═════ Data for analysis
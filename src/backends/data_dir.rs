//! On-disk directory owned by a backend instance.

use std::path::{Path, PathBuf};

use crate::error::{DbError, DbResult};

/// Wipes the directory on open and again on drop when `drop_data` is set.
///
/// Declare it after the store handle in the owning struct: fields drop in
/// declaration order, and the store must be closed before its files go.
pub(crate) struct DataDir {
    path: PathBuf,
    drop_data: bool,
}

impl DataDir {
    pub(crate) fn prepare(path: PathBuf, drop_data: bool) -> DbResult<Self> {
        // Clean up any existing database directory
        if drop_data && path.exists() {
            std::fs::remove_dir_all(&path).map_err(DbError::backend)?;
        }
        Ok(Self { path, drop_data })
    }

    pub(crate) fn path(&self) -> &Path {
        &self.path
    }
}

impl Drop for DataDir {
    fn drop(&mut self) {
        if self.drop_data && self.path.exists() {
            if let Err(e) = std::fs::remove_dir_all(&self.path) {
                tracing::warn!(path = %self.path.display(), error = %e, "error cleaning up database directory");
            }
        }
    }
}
══════════
═════ Data for analysis
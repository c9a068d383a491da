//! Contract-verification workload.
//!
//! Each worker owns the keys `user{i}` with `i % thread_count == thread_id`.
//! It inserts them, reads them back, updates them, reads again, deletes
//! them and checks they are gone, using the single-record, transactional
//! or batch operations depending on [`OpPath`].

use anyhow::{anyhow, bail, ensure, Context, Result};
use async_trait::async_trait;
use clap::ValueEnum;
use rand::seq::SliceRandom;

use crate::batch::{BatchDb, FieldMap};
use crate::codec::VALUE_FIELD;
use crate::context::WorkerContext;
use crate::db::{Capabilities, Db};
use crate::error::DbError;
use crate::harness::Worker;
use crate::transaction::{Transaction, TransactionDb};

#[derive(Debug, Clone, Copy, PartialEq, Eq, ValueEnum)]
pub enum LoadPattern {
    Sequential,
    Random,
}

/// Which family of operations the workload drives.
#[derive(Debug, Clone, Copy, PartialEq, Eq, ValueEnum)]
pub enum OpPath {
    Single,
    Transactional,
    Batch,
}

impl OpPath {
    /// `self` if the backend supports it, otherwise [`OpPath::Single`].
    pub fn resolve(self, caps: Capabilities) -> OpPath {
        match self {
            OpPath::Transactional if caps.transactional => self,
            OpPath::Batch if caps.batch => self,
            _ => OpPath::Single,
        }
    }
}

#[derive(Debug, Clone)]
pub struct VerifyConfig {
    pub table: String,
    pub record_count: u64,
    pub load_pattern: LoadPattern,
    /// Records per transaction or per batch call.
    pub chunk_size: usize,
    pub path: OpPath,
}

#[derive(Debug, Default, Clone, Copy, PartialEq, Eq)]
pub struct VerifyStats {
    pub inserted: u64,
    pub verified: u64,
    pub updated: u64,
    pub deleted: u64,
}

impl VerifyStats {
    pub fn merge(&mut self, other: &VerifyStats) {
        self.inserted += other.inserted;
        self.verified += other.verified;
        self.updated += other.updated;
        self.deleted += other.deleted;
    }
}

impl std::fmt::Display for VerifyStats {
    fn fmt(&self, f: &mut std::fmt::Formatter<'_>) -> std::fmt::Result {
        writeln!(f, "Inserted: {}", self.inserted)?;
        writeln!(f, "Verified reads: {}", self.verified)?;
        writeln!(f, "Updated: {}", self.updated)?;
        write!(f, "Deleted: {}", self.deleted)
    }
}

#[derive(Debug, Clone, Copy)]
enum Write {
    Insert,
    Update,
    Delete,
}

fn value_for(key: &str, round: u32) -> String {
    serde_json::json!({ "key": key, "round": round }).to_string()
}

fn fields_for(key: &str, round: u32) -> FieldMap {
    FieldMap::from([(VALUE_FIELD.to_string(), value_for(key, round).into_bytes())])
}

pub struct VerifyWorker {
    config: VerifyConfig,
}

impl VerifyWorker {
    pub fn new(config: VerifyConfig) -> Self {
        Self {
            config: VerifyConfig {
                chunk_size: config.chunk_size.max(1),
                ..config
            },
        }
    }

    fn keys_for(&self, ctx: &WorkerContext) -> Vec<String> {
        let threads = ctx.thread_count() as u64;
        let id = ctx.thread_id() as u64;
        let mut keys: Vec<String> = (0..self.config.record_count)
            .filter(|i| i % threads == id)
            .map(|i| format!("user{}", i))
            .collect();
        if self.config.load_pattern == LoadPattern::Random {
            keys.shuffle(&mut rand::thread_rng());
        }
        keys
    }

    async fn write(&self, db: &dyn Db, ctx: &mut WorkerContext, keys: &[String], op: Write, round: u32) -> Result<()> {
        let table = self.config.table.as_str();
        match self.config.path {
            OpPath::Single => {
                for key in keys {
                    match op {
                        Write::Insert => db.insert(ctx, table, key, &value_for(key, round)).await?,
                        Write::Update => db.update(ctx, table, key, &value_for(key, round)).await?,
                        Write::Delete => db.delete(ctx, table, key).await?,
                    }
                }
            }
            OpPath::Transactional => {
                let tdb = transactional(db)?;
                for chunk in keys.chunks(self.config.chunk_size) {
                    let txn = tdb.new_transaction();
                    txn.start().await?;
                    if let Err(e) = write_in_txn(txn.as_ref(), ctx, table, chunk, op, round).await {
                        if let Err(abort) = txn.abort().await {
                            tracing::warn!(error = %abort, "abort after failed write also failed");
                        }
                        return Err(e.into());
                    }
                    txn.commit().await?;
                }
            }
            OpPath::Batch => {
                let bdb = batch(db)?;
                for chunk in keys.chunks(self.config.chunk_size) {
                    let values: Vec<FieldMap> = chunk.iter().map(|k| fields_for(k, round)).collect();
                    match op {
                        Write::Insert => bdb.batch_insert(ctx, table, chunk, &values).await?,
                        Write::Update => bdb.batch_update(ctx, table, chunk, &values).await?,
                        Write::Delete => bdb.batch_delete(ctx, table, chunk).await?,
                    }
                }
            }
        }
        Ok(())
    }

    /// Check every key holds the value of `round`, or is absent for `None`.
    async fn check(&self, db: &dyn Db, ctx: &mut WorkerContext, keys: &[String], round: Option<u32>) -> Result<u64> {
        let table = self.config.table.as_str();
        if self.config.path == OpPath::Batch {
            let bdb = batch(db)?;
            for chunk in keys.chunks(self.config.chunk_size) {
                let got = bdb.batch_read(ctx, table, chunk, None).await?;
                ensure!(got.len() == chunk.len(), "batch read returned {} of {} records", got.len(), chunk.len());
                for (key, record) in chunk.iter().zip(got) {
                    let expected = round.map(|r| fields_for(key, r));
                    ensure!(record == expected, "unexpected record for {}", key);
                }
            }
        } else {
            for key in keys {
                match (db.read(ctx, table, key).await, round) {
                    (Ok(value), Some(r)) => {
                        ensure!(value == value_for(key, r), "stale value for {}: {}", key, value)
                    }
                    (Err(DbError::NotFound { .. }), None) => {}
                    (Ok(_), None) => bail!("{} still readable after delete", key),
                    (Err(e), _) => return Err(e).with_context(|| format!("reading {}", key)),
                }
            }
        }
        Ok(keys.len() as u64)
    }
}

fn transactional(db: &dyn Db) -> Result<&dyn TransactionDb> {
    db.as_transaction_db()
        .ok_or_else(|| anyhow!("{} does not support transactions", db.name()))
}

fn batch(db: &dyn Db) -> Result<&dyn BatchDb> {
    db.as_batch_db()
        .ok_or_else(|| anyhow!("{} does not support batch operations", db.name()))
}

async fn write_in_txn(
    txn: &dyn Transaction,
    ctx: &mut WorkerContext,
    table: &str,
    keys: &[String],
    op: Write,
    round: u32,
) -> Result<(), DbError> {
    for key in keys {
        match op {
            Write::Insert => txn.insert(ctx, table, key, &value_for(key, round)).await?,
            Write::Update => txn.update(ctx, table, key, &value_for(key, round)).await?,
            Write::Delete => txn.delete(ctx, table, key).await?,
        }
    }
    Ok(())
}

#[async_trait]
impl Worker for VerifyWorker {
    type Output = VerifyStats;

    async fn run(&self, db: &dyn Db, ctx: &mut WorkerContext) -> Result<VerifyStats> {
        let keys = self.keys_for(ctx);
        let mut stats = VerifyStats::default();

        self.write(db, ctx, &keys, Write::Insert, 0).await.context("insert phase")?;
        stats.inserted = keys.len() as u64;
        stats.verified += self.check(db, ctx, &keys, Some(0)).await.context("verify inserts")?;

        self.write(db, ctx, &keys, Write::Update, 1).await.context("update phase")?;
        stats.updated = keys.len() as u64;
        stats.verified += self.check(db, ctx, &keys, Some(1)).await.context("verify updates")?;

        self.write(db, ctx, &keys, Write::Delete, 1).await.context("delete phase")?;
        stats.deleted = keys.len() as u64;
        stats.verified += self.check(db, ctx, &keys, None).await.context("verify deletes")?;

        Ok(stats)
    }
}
══════════
◆ Task requirements:
Go through the lines above and copy any that contain "Capabilities".

◆ Exercise response:
use crate::db::{Capabilities, Db};
    pub fn resolve(self, caps: Capabilities) -> OpPath {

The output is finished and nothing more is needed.